Progetti non ammissibili

- Nizza di Sicilia: Completamento restauro e ristrutturazione di un edificio destinato ad attività assistenziale – 405mila euro – Mancante del requisito di cui al primo comma dell'art. 8 del bando 793/2015 (plico non sigillato);

- Mongiuffi Melia: Recupero urbano e valorizzazione del nucleo storico dell'abitato di Piano Angeli – 750mila euro – Mancante del requisito di cui alla lettera C dell'art. 9 del bando (Il progetto non è conforme al DPR 207/2010 in quanto privo del N.O. della Sovrintendenza) e della documentazione di cui alle lettere DN-P-Q;

- Giardini Naxos: Manutenzione ordinaria e straordinaria della chiesa Santa Maria Raccomandata e locali annessi – 750mila euro - Mancante del requisito di cui alla lettera C dell'art. 9 del bando (Il progetto non è conforme al DPR 207/2010 in quanto privo del N.O. della Sovrintendenza) e della documentazione di cui alla lettera Q;

- Antillo: Demolizione e ricostruzione di immobili degradati, messa in sicurezza di spazio prospiciente la via Roma nel centro storico - 725mila euro - Mancante della certificazione di cui al punto C (approvazione progetto) e della certificazione di cui al punto H dell'art. 9 del bando 793/2015;

- Forza d’Agrò: Arredo urbano e riqualificazione piazza Carullo e via SS. Annunziata – 1.098.281,68 (988mila 453 importo richiesto, 109mila 828 cofinanziamento): Mancante della certificazione di cui al punto Q dell'art.9 del bando 793/2015;

- Casalvecchio Siculo: Riqualificazione urbana e recupero ambientale di strutture ed aree degradate del centro storico – 1 milione 100mila euro - Mancante del requisito di cui alla lettera C dell'art. 9 del bando (Il progetto non è conforme al DPR 207/2010 in quanto privo del N.O. della Sovrintendenza);

- Casalvecchio Siculo: Recupero di immobile da destinarsi a luogo di formazione religiosa e di supporto agli anziani, disabili ed altre categorie svantaggiate nella frazione di San Carlo – 340mila euro - Mancante del requisito di cui alla lettera C dell'art. 9 del bando (Il progetto non è conforme al DPR 207/2010 in quanto privo del N.O. della Sovrintendenza);

- S. Teresa di Riva: Manutenzione e riparazione straordinaria per la sostituzione del tetto esistente e l'ampliamento dello stesso e la sostituzione delle finestre nella parrocchia Sacra Famiglia – 516mila euro - Mancante del requisito di cui al punto A dell'art. 5 del bando (intervento fuori dal centro storico);

- Giardini Naxos: Manutenzione ordinaria e straordinaria della chiesa Maria SS. Immacolata – Stralcio funzionale – locali annessi – 800mila euro - Mancante del requisito di cui alla lettera C dell'art. 9 del bando (Il progetto non è conforme al DPR 207/2010 in quanto privo del N.O. della Sovrintendenza).

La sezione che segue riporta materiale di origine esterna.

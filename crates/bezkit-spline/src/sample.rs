//! Fixed-count sampling iterators over segments and whole paths.
//!
//! Both iterators are lazy, finite, and restartable: constructing one takes
//! a snapshot (`SegmentSamples`) or an immutable borrow (`PathSamples`) and
//! a fresh construction re-reads the current waypoint state. Yielded points
//! are deterministic for identical state.

use bezkit_math::Point3;

use crate::cubic::CubicSegment;
use crate::path::BezierPath;

/// Iterator over the uniform samples of a single cubic segment.
///
/// Yields `subdivisions` points at `t = k / subdivisions` for
/// `k = 1..=subdivisions`. The segment start point (`t = 0`) is not
/// yielded; it is the previous sample's end, or the start waypoint
/// position.
#[derive(Debug, Clone)]
pub struct SegmentSamples {
    segment: CubicSegment,
    subdivisions: usize,
    k: usize,
}

impl SegmentSamples {
    pub fn new(segment: CubicSegment, subdivisions: usize) -> Self {
        Self {
            segment,
            subdivisions,
            k: 0,
        }
    }
}

impl Iterator for SegmentSamples {
    type Item = Point3;

    fn next(&mut self) -> Option<Point3> {
        if self.k >= self.subdivisions {
            return None;
        }
        self.k += 1;
        let t = self.k as f64 / self.subdivisions as f64;
        Some(self.segment.point_at(t))
    }

    fn size_hint(&self) -> (usize, Option<usize>) {
        let remaining = self.subdivisions - self.k;
        (remaining, Some(remaining))
    }
}

impl ExactSizeIterator for SegmentSamples {}

/// Iterator chaining [`SegmentSamples`] over every segment of a path in
/// order.
///
/// Empty for paths with fewer than 2 waypoints.
#[derive(Debug, Clone)]
pub struct PathSamples<'a> {
    path: &'a BezierPath,
    subdivisions: usize,
    next_segment: usize,
    inner: Option<SegmentSamples>,
}

impl<'a> PathSamples<'a> {
    pub fn new(path: &'a BezierPath, subdivisions: usize) -> Self {
        Self {
            path,
            subdivisions,
            next_segment: 0,
            inner: None,
        }
    }
}

impl Iterator for PathSamples<'_> {
    type Item = Point3;

    fn next(&mut self) -> Option<Point3> {
        loop {
            if let Some(inner) = &mut self.inner {
                if let Some(p) = inner.next() {
                    return Some(p);
                }
                self.inner = None;
            }

            if self.next_segment >= self.path.segment_count() {
                return None;
            }
            let segment = self.path.segment(self.next_segment).ok()?;
            self.next_segment += 1;
            self.inner = Some(SegmentSamples::new(segment, self.subdivisions));
        }
    }

    fn size_hint(&self) -> (usize, Option<usize>) {
        let pending = self
            .path
            .segment_count()
            .saturating_sub(self.next_segment)
            * self.subdivisions;
        let remaining = pending + self.inner.as_ref().map_or(0, ExactSizeIterator::len);
        (remaining, Some(remaining))
    }
}

impl ExactSizeIterator for PathSamples<'_> {}
pub mod aabb;

pub use glam::{dvec2, dvec3, DVec2, DVec3, DVec4};
pub use aabb::Aabb3;

pub type Point3 = DVec3;
pub type Vector3 = DVec3;
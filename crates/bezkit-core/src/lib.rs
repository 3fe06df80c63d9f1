pub mod error;
pub mod tolerance;
pub mod traits;

pub use error::{BezError, Result};
pub use tolerance::Tolerance;
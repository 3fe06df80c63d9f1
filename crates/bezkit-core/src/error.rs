use thiserror::Error;

#[derive(Debug, Error)]
pub enum BezError {
    #[error("Index {index} out of range (len {len})")]
    IndexOutOfRange { index: usize, len: usize },

    #[error("Invalid operation: {0}")]
    InvalidOperation(String),

    #[error("Continuity violation: {0}")]
    Continuity(String),
}

pub type Result<T> = std::result::Result<T, BezError>;
//! Conversion of paths to line-approximable point lists.

use bezkit_math::Point3;

use crate::path::BezierPath;

/// Flatten a path into a polyline: the first waypoint position followed by
/// the uniform samples of each segment in order.
///
/// Returns an empty list for paths with fewer than 2 waypoints.
///
/// Rendering policy: for a closed path with exactly 2 waypoints the
/// wraparound segment is suppressed, since it retraces the forward segment
/// backwards. This is a display rule only; the path itself still reports
/// both segments in [`BezierPath::segment_count`].
pub fn path_to_polyline(path: &BezierPath, subdivisions: usize) -> Vec<Point3> {
    let mut count = path.segment_count();
    if count == 0 {
        return Vec::new();
    }
    if path.closed && path.waypoints.len() == 2 {
        count = 1;
    }

    let mut points = Vec::with_capacity(1 + count * subdivisions);
    points.push(path.waypoints[0].position);
    for i in 0..count {
        // i < count <= segment_count, so sampling cannot fail.
        if let Ok(samples) = path.sample_segment(i, subdivisions) {
            points.extend(samples);
        }
    }
    points
}

/// Chord-length estimate of the path length at the given sample density.
pub fn path_length(path: &BezierPath, subdivisions: usize) -> f64 {
    let points = path_to_polyline(path, subdivisions);
    points
        .windows(2)
        .map(|pair| (pair[1] - pair[0]).length())
        .sum()
}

Mancante inoltre di riferimenti di cui al punto L dell'art. 9 del bando;

- Furci Siculo: Messa in sicurezza della chiesa Santa Maria del Rosario – 660mila euro - Mancante del requisito di cui al punto A dell'art. 5 del bando (intervento fuori dal centro storico);

- Letojanni: Riqualificazione e rifunzionalizzazione piazza Cagli – 950mila euro – Mancante del requisito di cui al punto A dell'art. 5 del bando (intervento fuori dal centro storico);

- Gallodoro: Recupero del patrimonio edilizio pubblico edificio “Palazzo Lo Turco” e riqualificazione di area di interesse strategica connessa. 634mila 500 (633mila 865 importo richiesto, 634,50 cofinanziamento) - Mancante del requisito di cui alla lettera C dell'art. 9 del bando (Il progetto non è conforme al DPR 207/2010 in quanto privo del N.O. della Sovrintendenza);

- Roccalumera: Recupero e manutenzione straordinaria del palazzo municipale - 1.099.762 (989.886 importo richiesto, 109.796 cofinanziamento)- Mancante del requisito di cui alla lettera C dell'art. 9 del bando (Il progetto non è conforme al DPR 207/2010 in quanto privo del N.O. della Sovrintendenza);

- Scaletta Zanclea: Miglioramento, adeguamento a percorso turistico paesaggistico e messa in sicurezza del collegamento stradale Scaletta Zanclea – Scaletta Superiore – 767mila 615 euro - Mancante del requisito di cui alla lettera C dell'art. 9 del bando (Il progetto non è conforme al DPR 207/2010 in quanto privo del N.O. della Sovrintendenza e della relazione geologica). Inoltre la certificazione del punto Q non specifica la destinazione urbanistica ma attesta genericamente l'appartenenza a nucleo storico censito ante 67.